Keywords: pacemaker, cardioneuroablation, CNA, cardioneuromodulation, sinus node dysfunction, SND, atrioventricular block, AVB, randomized clinical trial, RCT
Introduction
Background
Pacemaker (PM) therapy remains a cornerstone in the management of sinus node disease (SND) and atrioventricular blocks (AVB) [1, 2]. It is recommended by international cardiac societies and has spread across the globe. European epidemiological data shows a wide range of PM implantation rates, varying from 25 to 1000 per million inhabitants, with significantly higher rates in affluent countries. Globally, approximately one million PM implants are estimated annually. Notably, about 20% of this population comprises individuals below 65 years of age.
Prolonged PM therapy is associated with various limitations (such as social discrimination and professional constraints, especially in high-risk professions as well as restricted sports activities) and complications include life-threating ones.
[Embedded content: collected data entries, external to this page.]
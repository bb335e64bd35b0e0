use std::fmt;

use serde::{Deserialize, Serialize};

use crate::VoicegateError;

/// Compact numeric summary of one spoken utterance.
///
/// A fingerprint is immutable once created: re-enrollment replaces it,
/// it is never updated in place. The serialized record uses the field
/// names `activeSampleCount`, `averageVolume`, `peakVolume`,
/// `rhythmScore` and `peakCount`.
#[derive(Debug, Clone, Copy, PartialEq, Serialize, Deserialize)]
#[serde(rename_all = "camelCase")]
pub struct Fingerprint {
    /// Number of samples louder than the silence floor.
    #[serde(alias = "duration")]
    pub active_sample_count: u32,

    /// Mean volume over active samples, in `[0, 1]`.
    #[serde(alias = "avgVolume")]
    pub average_volume: f64,

    /// Maximum volume over active samples, in `[0, 1]`.
    #[serde(alias = "maxVolume")]
    pub peak_volume: f64,

    /// Mean absolute volume change between consecutive active samples.
    #[serde(alias = "rhythm")]
    pub rhythm_score: f64,

    /// Strict local maxima among active samples above the peak threshold.
    #[serde(alias = "peaks")]
    pub peak_count: u32,
}

impl Fingerprint {
    /// Checks that the record could have been produced by extraction.
    pub fn validate(&self) -> Result<(), VoicegateError> {
        let reals = [
            ("averageVolume", self.average_volume),
            ("peakVolume", self.peak_volume),
            ("rhythmScore", self.rhythm_score),
        ];
        for (name, v) in reals {
            if !v.is_finite() {
                return Err(VoicegateError::InvalidFingerprint(format!(
                    "{name} is not finite"
                )));
            }
        }
        if !(0.0..=1.0).contains(&self.average_volume) {
            return Err(VoicegateError::InvalidFingerprint(format!(
                "averageVolume {} outside [0, 1]",
                self.average_volume
            )));
        }
        if !(0.0..=1.0).contains(&self.peak_volume) {
            return Err(VoicegateError::InvalidFingerprint(format!(
                "peakVolume {} outside [0, 1]",
                self.peak_volume
            )));
        }
        if self.rhythm_score < 0.0 {
            return Err(VoicegateError::InvalidFingerprint(format!(
                "rhythmScore {} is negative",
                self.rhythm_score
            )));
        }
        if self.peak_volume < self.average_volume {
            return Err(VoicegateError::InvalidFingerprint(format!(
                "peakVolume {} below averageVolume {}",
                self.peak_volume, self.average_volume
            )));
        }
        Ok(())
    }

    /// Encodes the fingerprint as a JSON record.
    pub fn to_json(&self) -> Result<Vec<u8>, serde_json::Error> {
        serde_json::to_vec(self)
    }

    /// Decodes a JSON record. Records written with the legacy keys
    /// (`duration`, `avgVolume`, `maxVolume`, `rhythm`, `peaks`) are accepted.
    pub fn from_json(data: &[u8]) -> Result<Self, serde_json::Error> {
        serde_json::from_slice(data)
    }
}

impl fmt::Display for Fingerprint {
    fn fmt(&self, f: &mut fmt::Formatter<'_>) -> fmt::Result {
        write!(
            f,
            "active={} avg={:.4} peak={:.4} rhythm={:.4} peaks={}",
            self.active_sample_count,
            self.average_volume,
            self.peak_volume,
            self.rhythm_score,
            self.peak_count
        )
    }
}

#[cfg(test)]
mod tests {
    use super::*;

    fn sample_fingerprint() -> Fingerprint {
        Fingerprint {
            active_sample_count: 50,
            average_volume: 0.12,
            peak_volume: 0.31,
            rhythm_score: 0.03,
            peak_count: 6,
        }
    }

    #[test]
    fn json_field_names() {
        let json: serde_json::Value =
            serde_json::from_slice(&sample_fingerprint().to_json().unwrap()).unwrap();
        let obj = json.as_object().unwrap();
        let mut keys: Vec<&str> = obj.keys().map(|k| k.as_str()).collect();
        keys.sort();
        assert_eq!(
            keys,
            [
                "activeSampleCount",
                "averageVolume",
                "peakCount",
                "peakVolume",
                "rhythmScore"
            ]
        );
        assert_eq!(json["activeSampleCount"], 50);
        assert_eq!(json["peakCount"], 6);
    }

    #[test]
    fn json_roundtrip_is_exact() {
        let fp = Fingerprint {
            active_sample_count: 123,
            average_volume: 0.1 + 0.2,
            peak_volume: 0.987_654_321,
            rhythm_score: 1.0 / 3.0,
            peak_count: 9,
        };
        let back = Fingerprint::from_json(&fp.to_json().unwrap()).unwrap();
        assert_eq!(back, fp);
    }

    #[test]
    fn legacy_record() {
        let data = br#"{"duration":42,"avgVolume":0.08,"maxVolume":0.4,"rhythm":0.02,"peaks":3}"#;
        let fp = Fingerprint::from_json(data).unwrap();
        assert_eq!(fp.active_sample_count, 42);
        assert_eq!(fp.average_volume, 0.08);
        assert_eq!(fp.peak_volume, 0.4);
        assert_eq!(fp.rhythm_score, 0.02);
        assert_eq!(fp.peak_count, 3);
    }

    #[test]
    fn missing_field_rejected() {
        let data = br#"{"activeSampleCount":42,"averageVolume":0.08}"#;
        assert!(Fingerprint::from_json(data).is_err());
    }

    #[test]
    fn validate_accepts_extracted_shape() {
        assert!(sample_fingerprint().validate().is_ok());

        let zero = Fingerprint {
            active_sample_count: 0,
            average_volume: 0.0,
            peak_volume: 0.0,
            rhythm_score: 0.0,
            peak_count: 0,
        };
        assert!(zero.validate().is_ok());
    }

    #[test]
    fn validate_rejects_bad_records() {
        let mut fp = sample_fingerprint();
        fp.average_volume = f64::NAN;
        assert!(fp.validate().is_err());

        let mut fp = sample_fingerprint();
        fp.peak_volume = 1.5;
        assert!(fp.validate().is_err());

        let mut fp = sample_fingerprint();
        fp.rhythm_score = -0.1;
        assert!(fp.validate().is_err());

        let mut fp = sample_fingerprint();
        fp.peak_volume = 0.05;
        let err = fp.validate().unwrap_err();
        assert!(err.to_string().contains("below averageVolume"), "got {err}");
    }

    #[test]
    fn display() {
        assert_eq!(
            sample_fingerprint().to_string(),
            "active=50 avg=0.1200 peak=0.3100 rhythm=0.0300 peaks=6"
        );
    }
}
In a Dutch cohort study, FOLLOWPACE, the incidence of device-related complications (DRC) increased with the time of follow-up, and it was 19.7% at 5 years [3]. These findings and those of other studies highlight the importance of continuous reassessment of indications for continuing the PM therapy and the search for reversible causes of SND or AVB, especially in younger subjects, who are the most vulnerable to long-term complications [4].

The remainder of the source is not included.